From the material beneath, pull every line with the word "Some".

Records Block Start

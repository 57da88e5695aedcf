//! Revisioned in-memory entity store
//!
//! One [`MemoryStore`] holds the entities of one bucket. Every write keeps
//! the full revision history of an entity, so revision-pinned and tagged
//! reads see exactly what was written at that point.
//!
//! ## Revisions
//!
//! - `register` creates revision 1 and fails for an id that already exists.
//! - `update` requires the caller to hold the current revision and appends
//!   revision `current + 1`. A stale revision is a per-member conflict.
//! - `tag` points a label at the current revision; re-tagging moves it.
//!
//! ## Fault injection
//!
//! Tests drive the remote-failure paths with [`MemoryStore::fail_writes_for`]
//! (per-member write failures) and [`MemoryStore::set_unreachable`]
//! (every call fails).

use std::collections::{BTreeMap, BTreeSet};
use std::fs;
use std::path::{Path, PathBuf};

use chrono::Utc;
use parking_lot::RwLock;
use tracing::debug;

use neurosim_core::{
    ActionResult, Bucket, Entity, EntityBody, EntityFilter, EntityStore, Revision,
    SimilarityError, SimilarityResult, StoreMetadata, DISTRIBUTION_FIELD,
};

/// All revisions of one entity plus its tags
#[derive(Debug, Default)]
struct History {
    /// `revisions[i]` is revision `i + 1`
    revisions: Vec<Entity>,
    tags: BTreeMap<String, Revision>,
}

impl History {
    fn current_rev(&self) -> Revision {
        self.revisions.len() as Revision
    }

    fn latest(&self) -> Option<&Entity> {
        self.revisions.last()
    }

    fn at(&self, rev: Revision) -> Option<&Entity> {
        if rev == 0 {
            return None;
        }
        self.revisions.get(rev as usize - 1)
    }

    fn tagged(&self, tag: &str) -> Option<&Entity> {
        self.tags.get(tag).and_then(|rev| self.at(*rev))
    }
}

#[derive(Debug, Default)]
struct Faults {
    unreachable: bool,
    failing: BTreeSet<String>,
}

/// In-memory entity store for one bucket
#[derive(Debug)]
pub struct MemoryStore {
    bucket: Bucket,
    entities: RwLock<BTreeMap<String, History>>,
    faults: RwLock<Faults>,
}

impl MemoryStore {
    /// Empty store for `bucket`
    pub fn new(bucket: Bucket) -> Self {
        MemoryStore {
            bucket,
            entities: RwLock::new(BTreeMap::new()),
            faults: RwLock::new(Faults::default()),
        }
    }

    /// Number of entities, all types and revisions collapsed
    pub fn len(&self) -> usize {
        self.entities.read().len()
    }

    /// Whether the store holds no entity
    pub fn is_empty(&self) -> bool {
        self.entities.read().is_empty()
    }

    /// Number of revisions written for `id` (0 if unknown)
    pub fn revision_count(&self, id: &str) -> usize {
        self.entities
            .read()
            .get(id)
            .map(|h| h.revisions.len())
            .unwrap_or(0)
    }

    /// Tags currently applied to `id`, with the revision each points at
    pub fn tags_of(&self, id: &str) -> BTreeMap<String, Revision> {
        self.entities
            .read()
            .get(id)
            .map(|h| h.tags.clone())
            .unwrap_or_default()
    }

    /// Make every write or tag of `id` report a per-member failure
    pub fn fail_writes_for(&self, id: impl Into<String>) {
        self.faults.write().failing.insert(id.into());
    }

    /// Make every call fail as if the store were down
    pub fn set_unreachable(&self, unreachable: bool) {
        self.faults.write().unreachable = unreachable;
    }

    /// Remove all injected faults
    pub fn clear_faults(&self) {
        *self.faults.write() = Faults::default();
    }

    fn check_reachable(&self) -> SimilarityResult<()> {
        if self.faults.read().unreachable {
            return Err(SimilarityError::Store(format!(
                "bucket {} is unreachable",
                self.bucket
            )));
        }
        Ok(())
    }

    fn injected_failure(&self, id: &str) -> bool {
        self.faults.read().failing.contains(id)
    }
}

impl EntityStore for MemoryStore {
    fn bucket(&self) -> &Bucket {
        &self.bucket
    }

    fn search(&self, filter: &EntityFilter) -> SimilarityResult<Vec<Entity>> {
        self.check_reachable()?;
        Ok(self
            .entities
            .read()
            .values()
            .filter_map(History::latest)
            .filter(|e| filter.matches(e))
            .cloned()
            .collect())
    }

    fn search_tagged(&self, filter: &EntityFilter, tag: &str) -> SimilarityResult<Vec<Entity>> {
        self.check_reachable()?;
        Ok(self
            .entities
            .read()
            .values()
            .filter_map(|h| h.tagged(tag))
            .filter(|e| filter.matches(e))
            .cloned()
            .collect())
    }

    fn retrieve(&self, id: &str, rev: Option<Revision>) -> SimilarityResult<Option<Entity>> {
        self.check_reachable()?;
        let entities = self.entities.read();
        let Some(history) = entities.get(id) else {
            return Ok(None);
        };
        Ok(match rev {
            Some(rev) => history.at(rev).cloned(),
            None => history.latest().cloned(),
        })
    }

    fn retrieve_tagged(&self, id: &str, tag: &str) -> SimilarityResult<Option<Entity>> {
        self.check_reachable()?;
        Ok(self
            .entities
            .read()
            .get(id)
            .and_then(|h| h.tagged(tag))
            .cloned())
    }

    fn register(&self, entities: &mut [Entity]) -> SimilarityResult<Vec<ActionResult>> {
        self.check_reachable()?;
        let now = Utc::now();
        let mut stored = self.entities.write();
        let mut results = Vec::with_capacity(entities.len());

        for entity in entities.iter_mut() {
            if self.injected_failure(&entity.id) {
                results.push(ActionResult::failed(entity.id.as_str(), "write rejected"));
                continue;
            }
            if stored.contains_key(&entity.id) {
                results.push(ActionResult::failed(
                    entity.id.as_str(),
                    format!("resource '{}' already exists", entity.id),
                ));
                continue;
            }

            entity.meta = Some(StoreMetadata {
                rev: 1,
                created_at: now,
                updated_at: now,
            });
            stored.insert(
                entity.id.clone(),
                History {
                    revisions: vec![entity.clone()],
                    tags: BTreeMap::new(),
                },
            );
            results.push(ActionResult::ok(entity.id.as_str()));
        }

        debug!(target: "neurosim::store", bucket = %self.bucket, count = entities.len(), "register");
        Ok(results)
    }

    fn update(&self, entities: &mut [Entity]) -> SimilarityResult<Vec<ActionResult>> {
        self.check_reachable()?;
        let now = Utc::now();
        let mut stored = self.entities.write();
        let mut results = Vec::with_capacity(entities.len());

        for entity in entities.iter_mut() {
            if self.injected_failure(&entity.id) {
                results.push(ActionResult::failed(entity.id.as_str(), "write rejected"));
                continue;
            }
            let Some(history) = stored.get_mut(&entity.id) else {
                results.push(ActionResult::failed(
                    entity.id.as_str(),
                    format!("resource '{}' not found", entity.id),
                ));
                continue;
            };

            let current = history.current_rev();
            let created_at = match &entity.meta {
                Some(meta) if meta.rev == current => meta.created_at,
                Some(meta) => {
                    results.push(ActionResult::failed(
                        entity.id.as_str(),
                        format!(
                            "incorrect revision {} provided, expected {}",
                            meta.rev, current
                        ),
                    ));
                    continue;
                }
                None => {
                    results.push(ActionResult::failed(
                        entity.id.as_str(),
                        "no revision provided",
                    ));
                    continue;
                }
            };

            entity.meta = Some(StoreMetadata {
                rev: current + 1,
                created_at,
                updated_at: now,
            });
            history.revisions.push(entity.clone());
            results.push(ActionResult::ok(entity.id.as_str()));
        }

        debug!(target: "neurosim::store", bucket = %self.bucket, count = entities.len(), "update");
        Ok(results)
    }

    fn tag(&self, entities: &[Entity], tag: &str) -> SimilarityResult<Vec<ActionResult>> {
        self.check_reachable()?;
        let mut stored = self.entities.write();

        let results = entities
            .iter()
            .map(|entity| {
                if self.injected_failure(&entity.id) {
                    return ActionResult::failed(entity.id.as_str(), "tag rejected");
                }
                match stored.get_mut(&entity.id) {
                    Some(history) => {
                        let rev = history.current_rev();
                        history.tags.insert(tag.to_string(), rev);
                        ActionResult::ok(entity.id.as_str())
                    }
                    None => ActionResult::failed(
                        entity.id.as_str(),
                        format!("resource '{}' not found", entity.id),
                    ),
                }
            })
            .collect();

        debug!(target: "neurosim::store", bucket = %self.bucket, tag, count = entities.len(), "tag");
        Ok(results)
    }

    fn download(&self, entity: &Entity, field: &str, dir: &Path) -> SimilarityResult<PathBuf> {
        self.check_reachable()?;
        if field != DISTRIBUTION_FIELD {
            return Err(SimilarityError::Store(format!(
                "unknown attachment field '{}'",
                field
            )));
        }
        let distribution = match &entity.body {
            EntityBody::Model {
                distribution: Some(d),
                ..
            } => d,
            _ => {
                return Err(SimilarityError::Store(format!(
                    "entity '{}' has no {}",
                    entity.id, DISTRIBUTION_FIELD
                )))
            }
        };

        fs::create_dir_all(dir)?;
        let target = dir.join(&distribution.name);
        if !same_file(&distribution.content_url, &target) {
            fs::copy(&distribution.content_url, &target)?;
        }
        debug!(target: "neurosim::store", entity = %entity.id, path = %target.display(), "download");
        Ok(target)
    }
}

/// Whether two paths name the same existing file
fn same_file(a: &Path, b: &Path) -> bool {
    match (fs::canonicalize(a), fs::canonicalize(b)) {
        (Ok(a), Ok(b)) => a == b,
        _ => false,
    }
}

Records Block End
Records Block Start

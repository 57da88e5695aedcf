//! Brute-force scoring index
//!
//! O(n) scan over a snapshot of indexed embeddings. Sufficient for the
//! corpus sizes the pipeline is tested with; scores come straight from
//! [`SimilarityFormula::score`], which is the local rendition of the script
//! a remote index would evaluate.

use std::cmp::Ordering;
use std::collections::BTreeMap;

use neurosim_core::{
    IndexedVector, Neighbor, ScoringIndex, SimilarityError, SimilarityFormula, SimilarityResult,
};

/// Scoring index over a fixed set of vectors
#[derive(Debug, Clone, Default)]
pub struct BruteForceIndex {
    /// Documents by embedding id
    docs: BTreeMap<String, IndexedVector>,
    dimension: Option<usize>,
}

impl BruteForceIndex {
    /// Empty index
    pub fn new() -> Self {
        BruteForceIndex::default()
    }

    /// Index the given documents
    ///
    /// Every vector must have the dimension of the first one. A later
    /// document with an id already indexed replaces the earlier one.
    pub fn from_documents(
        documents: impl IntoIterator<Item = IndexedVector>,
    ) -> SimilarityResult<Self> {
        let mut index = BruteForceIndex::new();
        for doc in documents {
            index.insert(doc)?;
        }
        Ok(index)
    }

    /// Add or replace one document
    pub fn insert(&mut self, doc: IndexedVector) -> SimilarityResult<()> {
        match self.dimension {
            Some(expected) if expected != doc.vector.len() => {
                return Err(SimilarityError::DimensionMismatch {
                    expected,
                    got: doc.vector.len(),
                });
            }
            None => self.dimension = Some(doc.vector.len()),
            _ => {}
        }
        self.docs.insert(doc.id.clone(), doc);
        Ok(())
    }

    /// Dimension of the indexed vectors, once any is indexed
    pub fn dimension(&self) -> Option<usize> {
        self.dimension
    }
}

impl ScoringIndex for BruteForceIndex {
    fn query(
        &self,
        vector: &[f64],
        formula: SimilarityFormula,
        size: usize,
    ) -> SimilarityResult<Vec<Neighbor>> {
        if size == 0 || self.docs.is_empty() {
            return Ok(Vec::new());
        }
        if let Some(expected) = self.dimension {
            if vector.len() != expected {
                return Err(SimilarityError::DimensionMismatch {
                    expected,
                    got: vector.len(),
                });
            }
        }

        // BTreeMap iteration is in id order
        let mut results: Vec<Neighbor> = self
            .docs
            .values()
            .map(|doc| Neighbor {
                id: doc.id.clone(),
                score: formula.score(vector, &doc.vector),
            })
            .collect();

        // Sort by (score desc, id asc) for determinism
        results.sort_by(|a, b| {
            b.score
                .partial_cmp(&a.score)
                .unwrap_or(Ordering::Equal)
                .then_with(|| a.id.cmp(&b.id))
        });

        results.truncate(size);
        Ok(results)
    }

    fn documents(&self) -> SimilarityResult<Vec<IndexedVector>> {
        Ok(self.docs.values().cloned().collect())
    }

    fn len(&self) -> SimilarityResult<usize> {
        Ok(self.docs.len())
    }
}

Records Block End

## Solution to this exercise
        let Some(history) = entities.get(id) else {
            Some(rev) => history.at(rev).cloned(),
            entity.meta = Some(StoreMetadata {
            let Some(history) = stored.get_mut(&entity.id) else {
                Some(meta) if meta.rev == current => meta.created_at,
                Some(meta) => {
            entity.meta = Some(StoreMetadata {
                    Some(history) => {
                distribution: Some(d),
            Some(expected) if expected != doc.vector.len() => {
            None => self.dimension = Some(doc.vector.len()),
        if let Some(expected) = self.dimension {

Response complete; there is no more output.